A child is at risk of dying from malnutrition every minute in 15 countries, warns UNICEF
Photo: ESSA AHMED/AFP/Getty Images
Every minute, one more child is added to the nearly 8,000,000 children under five at risk of dying from severe wasting in 15 countries affected by the hunger crisis that devastates them, The United Nations Children’s Fund (UNICEF) warned on Thursday.
Those little ones will die unless they receive immediate food and therapeutic care, UNICEF added, urging international donors, specifically the G7 countries, to provide $1.2 billion for that purpose.
The agency’s request comes before the G7 summit.
The UN agency detailed that the growing world food crisis has added 260,000 children so far this yearor one every minute, to the total number of severely wasted in the 15 most affected countries.

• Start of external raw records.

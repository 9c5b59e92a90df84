//! Base trait for feature state.

/// Marker trait for feature state objects.
///
/// State is a complete snapshot: cloneable to produce the next state,
/// comparable to detect changes, and self-contained enough to render from.
pub trait UiState: Clone + PartialEq + Default + Send + 'static {}
//! Reducer for the calculator session.

use crate::ui::mvi::Reducer;

use super::intent::{CalculatorIntent, KeypadKey};
use super::state::CalculatorState;

/// Reducer for calculator input editing.
///
/// Confirmation is coordinated by the shell: it reads the session, runs the
/// evaluator, dispatches the board confirm, then closes the session.
pub struct CalculatorReducer;

impl Reducer for CalculatorReducer {
    type State = CalculatorState;
    type Intent = CalculatorIntent;

    fn reduce(state: Self::State, intent: Self::Intent) -> Self::State {
        match intent {
            CalculatorIntent::Open {
                row,
                index,
                initial,
            } => CalculatorState::Open {
                row,
                index,
                input: if initial.is_empty() {
                    "0".to_string()
                } else {
                    initial
                },
            },

            CalculatorIntent::Press(key) => match state {
                CalculatorState::Open {
                    row,
                    index,
                    mut input,
                } => {
                    // A digit replaces the initial "0"; operators append.
                    if input == "0" && matches!(key, KeypadKey::Digit(_)) {
                        input.clear();
                    }
                    input.push(key.glyph());
                    CalculatorState::Open { row, index, input }
                }
                other => other,
            },

            CalculatorIntent::Backspace => match state {
                CalculatorState::Open {
                    row,
                    index,
                    mut input,
                } => {
                    if input.chars().count() > 1 {
                        input.pop();
                    } else {
                        input = "0".to_string();
                    }
                    CalculatorState::Open { row, index, input }
                }
                other => other,
            },

            CalculatorIntent::Clear => match state {
                CalculatorState::Open { row, index, .. } => CalculatorState::Open {
                    row,
                    index,
                    input: "0".to_string(),
                },
                other => other,
            },

            CalculatorIntent::Close => CalculatorState::Hidden,
        }
    }
}
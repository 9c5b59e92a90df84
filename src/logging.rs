//! Logging setup.
//!
//! The TUI owns stdout, so log lines go to a file under the user data dir.

use std::fs;
use std::path::PathBuf;
use std::sync::Mutex;

use anyhow::Context;
use tracing_subscriber::EnvFilter;

/// Default log file location: `<data dir>/duelcalc/duelcalc.log`.
pub fn log_path() -> PathBuf {
    let data_dir = dirs::data_local_dir().unwrap_or_else(|| PathBuf::from("."));
    data_dir.join("duelcalc").join("duelcalc.log")
}

/// Install the global subscriber writing to the log file.
///
/// `filter` uses env-filter syntax; `RUST_LOG` takes precedence when set.
pub fn init(filter: &str) -> anyhow::Result<()> {
    let path = log_path();
    if let Some(parent) = path.parent() {
        fs::create_dir_all(parent)
            .with_context(|| format!("failed to create log directory {}", parent.display()))?;
    }
    let file = fs::OpenOptions::new()
        .create(true)
        .append(true)
        .open(&path)
        .with_context(|| format!("failed to open log file {}", path.display()))?;

    let env_filter = EnvFilter::try_from_default_env()
        .or_else(|_| EnvFilter::try_new(filter))
        .context("invalid log filter")?;

    tracing_subscriber::fmt()
        .with_env_filter(env_filter)
        .with_writer(Mutex::new(file))
        .with_ansi(false)
        .init();

    Ok(())
}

To respond to the emergency, UNICEF expanded its operations in the 15 hardest-hit countries: Afghanistan, Burkina Faso, Chad, Democratic Republic of the Congo, Ethiopia, Haiti, Kenya, Madagascar, Mali, Niger, Nigeria, Somalia, Sudan, South Sudan and Yemen.
UNICEF estimates that at least 40,000,000 children are severely nutritionally insecure in those 15 countries, which means that they do not receive the minimum and diverse nutrition they need to grow and develop in early childhood.
In addition, 21,000,000 children face severe food insecurity, that is, they do not have access to enough food to meet minimum dietary needs, putting them at high risk of severe wasting.
The most visible and deadly form of malnutrition
Severe wasting is the most visible and deadly form of malnutrition. Weakening of the immune system increases the risk of death among children under 5 years of age up to 11 times more than among well-nourished children.
“It’s hard to describe what it means for a child to be ‘severely wasted’, but when you meet a child who is severely wasted, you understand and,” said the UNICEF Executive Director.
“World leaders gathered in Germany for the G7 ministerial meeting have a limited opportunity to act to save the lives of these children. There is no time to lose. Waiting for famine to break out is waiting for children to die,” said Catherine Never Forgets Russell.
UNICEF recently referred to current global levels of severe child malnutrition as a “potential tinderbox”.
Russell said the powder keg “has created the conditions for extreme levels of childhood wasting to increase and it’s starting to catch fire,” Russell said.